* _INFORMATION_
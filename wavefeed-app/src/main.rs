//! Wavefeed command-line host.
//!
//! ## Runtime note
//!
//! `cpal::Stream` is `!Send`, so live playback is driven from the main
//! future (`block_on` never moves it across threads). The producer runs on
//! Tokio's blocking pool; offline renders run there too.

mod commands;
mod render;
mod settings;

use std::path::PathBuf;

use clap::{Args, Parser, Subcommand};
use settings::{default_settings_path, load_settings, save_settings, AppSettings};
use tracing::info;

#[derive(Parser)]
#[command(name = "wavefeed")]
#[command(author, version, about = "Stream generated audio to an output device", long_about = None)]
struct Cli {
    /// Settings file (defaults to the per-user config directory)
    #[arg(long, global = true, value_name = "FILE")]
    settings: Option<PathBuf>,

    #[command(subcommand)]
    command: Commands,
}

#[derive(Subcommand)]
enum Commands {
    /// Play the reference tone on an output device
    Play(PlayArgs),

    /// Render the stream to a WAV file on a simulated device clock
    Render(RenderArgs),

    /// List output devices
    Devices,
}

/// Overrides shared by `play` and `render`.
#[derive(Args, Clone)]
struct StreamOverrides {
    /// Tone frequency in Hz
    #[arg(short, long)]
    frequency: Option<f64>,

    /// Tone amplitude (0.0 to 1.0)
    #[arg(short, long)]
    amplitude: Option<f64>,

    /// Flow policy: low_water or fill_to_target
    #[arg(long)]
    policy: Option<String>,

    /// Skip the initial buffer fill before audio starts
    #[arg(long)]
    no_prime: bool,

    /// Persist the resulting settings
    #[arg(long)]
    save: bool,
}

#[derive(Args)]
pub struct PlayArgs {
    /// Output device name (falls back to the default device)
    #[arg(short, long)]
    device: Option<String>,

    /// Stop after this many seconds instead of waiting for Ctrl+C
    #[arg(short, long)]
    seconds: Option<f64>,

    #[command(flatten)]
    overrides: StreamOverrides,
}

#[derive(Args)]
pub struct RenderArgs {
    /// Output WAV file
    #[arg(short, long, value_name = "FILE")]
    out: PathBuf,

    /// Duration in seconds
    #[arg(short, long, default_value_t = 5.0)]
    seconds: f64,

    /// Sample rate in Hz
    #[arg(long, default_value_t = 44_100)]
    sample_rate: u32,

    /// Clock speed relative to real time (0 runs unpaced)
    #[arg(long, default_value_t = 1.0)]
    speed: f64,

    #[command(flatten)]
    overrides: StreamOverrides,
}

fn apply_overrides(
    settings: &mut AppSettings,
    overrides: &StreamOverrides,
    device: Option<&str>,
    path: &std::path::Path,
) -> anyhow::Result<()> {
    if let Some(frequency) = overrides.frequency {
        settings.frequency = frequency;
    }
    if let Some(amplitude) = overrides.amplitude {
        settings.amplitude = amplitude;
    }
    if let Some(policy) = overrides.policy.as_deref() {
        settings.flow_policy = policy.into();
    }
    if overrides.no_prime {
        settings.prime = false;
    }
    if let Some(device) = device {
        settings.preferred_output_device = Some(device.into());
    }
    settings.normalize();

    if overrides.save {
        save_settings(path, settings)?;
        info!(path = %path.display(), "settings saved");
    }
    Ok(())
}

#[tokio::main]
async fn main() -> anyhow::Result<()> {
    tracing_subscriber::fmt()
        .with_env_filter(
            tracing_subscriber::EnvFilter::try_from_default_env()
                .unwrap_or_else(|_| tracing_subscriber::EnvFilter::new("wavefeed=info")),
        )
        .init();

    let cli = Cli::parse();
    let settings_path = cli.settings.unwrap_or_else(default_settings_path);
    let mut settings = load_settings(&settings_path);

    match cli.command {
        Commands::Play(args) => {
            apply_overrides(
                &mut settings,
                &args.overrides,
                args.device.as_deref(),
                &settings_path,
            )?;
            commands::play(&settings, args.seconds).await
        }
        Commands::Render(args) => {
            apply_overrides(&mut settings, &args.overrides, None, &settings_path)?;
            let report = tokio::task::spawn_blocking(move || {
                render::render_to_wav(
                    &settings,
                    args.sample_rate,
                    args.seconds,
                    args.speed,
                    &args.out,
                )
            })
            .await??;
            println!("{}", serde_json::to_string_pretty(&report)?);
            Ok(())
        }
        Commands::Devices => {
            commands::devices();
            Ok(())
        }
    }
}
--
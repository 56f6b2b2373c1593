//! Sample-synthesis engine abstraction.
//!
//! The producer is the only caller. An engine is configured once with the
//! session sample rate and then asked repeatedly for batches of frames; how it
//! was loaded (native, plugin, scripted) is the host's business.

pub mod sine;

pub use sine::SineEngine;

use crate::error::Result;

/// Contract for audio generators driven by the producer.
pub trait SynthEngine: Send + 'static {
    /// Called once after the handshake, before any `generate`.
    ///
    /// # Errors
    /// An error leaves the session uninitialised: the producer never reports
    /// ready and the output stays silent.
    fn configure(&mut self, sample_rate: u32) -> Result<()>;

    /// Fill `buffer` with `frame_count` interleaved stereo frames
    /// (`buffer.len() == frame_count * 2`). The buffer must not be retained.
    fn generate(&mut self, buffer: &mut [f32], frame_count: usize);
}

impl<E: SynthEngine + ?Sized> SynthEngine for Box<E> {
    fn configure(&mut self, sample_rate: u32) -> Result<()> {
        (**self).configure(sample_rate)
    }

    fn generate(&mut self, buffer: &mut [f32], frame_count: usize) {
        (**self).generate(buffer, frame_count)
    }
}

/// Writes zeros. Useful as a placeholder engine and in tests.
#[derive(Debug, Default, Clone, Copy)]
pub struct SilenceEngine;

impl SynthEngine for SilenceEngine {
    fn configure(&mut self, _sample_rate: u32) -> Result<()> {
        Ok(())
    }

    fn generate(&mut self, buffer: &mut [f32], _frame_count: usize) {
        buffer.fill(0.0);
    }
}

* _WHAT IS BEING ASKED_
Copy the lines of the data above exactly as written, beginning with the line containing "filename wavefeed-app/src/main.rs" and ending with the line containing "on an output device", and leave out all other lines.

* _RESPONSE TO THIS TASK_
filename wavefeed-app/src/main.rs
//! Wavefeed command-line host.
//!
//! ## Runtime note
//!
//! `cpal::Stream` is `!Send`, so live playback is driven from the main
//! future (`block_on` never moves it across threads). The producer runs on
//! Tokio's blocking pool; offline renders run there too.

mod commands;
mod render;
mod settings;

use std::path::PathBuf;

use clap::{Args, Parser, Subcommand};
use settings::{default_settings_path, load_settings, save_settings, AppSettings};
use tracing::info;

#[derive(Parser)]
#[command(name = "wavefeed")]
#[command(author, version, about = "Stream generated audio to an output device", long_about = None)]
struct Cli {
    /// Settings file (defaults to the per-user config directory)
    #[arg(long, global = true, value_name = "FILE")]
    settings: Option<PathBuf>,

    #[command(subcommand)]
    command: Commands,
}

#[derive(Subcommand)]
enum Commands {
    /// Play the reference tone on an output device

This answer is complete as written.